▶ TASK BRIEF:
Scan the lines below for the word "limit". Copy each line you find it in.

━━━ TASK INPUT ━━━

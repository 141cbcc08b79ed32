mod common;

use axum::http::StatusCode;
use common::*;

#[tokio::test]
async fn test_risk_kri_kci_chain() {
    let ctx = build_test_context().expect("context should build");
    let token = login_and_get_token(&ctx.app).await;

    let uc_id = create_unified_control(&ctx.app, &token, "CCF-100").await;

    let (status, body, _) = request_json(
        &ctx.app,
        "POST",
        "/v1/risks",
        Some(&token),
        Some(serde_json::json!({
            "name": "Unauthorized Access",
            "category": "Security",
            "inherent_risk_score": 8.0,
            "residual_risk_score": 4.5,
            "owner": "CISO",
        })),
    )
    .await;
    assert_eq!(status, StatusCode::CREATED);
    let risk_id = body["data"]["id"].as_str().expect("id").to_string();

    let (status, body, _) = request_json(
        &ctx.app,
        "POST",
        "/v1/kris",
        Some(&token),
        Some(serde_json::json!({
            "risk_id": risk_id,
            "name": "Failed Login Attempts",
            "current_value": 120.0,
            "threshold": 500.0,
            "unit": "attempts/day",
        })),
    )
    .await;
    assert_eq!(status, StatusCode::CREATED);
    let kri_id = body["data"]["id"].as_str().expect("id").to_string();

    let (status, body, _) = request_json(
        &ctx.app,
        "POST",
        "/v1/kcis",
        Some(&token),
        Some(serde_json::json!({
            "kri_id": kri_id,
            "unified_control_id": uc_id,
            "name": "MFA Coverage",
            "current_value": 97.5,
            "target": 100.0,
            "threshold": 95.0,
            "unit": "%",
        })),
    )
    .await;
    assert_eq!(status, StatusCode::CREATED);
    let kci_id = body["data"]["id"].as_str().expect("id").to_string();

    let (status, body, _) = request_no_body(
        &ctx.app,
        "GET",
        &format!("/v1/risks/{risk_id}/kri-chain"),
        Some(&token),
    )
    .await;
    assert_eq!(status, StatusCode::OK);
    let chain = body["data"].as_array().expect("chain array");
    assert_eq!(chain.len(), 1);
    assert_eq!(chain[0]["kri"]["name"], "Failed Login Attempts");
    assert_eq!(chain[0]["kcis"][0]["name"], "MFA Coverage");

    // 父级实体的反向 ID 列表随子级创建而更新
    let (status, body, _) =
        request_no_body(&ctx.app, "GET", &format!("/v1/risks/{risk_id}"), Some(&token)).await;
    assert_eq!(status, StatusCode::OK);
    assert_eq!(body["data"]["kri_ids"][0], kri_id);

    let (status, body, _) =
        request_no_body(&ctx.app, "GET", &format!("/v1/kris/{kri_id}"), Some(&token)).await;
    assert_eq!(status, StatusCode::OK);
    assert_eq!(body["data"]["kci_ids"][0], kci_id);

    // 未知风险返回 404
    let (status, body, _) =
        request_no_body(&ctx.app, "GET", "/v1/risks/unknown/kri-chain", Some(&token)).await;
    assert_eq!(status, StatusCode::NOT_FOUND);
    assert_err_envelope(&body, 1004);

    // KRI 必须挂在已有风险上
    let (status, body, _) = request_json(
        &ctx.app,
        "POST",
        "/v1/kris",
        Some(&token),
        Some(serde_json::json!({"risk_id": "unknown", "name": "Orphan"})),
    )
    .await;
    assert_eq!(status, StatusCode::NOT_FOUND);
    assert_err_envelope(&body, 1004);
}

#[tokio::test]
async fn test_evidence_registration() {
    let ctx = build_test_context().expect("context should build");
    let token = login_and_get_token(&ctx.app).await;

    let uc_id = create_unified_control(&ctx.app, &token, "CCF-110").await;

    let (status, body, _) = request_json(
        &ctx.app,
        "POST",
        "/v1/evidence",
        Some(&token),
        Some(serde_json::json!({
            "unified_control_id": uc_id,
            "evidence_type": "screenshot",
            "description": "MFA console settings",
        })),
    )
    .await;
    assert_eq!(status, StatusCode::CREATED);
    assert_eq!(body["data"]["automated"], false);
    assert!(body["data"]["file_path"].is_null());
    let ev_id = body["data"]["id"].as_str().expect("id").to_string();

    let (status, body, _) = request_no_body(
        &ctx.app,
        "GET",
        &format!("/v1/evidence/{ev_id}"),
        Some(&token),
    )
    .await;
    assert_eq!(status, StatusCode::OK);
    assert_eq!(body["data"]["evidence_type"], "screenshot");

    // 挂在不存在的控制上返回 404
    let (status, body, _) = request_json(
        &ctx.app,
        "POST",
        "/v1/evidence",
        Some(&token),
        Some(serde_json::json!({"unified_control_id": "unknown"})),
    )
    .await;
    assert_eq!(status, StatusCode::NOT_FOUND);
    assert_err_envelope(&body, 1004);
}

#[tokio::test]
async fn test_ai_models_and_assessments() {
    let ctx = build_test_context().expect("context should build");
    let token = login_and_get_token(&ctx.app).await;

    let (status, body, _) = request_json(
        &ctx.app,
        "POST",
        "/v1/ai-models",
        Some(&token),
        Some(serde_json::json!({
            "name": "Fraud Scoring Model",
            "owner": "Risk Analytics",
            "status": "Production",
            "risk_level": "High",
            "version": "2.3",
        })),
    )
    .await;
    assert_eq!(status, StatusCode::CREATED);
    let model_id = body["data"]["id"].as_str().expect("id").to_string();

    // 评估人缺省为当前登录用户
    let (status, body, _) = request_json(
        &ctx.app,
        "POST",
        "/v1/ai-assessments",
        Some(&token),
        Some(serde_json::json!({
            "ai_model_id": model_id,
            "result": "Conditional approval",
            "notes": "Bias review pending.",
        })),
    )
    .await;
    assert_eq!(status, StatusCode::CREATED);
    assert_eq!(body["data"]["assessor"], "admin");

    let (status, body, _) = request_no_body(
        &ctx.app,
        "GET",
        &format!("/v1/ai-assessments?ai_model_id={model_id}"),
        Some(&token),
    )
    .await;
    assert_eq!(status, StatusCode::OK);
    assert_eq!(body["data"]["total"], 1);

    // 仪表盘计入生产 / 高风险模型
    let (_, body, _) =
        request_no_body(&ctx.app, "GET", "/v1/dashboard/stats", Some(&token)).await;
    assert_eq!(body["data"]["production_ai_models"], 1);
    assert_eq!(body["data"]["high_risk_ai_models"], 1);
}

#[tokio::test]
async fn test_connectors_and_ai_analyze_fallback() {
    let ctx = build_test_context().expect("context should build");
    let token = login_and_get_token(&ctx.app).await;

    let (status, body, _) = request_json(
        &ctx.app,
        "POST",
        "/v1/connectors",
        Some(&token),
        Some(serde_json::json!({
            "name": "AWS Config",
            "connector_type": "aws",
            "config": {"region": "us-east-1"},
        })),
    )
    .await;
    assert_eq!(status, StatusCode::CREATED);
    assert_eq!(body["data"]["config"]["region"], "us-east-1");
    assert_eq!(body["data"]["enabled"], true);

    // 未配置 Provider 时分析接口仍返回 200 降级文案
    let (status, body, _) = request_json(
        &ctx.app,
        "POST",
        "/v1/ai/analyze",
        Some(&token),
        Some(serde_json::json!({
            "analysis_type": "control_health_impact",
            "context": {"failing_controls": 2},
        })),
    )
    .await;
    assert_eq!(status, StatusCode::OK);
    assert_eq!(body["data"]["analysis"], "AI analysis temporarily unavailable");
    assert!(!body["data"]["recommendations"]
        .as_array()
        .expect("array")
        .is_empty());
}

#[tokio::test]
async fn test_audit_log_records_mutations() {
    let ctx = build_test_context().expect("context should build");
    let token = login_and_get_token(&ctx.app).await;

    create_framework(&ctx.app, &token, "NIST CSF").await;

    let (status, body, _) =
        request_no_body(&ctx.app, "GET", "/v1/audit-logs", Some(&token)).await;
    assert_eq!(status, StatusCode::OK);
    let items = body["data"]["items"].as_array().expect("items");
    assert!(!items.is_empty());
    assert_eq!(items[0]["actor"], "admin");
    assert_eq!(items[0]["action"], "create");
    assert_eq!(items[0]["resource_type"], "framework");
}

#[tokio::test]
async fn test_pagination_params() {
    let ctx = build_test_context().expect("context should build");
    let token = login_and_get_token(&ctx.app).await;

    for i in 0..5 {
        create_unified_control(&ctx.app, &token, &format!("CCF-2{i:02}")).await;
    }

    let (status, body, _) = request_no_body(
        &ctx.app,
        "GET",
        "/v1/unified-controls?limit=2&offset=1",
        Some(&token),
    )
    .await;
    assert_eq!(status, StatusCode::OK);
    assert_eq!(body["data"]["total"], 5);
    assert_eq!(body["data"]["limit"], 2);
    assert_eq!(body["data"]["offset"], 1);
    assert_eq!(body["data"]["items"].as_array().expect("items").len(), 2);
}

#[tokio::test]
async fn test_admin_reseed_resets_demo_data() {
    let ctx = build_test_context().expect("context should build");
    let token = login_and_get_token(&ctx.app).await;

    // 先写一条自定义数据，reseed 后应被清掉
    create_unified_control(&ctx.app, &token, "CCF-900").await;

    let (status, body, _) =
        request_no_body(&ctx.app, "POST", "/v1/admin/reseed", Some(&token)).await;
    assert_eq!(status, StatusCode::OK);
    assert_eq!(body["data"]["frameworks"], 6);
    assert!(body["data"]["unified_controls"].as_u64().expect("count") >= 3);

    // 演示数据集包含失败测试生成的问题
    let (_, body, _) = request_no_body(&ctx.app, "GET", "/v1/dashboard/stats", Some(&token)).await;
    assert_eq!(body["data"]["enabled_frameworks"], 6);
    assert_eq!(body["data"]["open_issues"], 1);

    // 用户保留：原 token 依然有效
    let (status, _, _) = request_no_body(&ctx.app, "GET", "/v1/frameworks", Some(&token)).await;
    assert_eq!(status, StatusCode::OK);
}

━━━

▶ RESPONSE TO THE TASK:
        "/v1/unified-controls?limit=2&offset=1",
    assert_eq!(body["data"]["limit"], 2);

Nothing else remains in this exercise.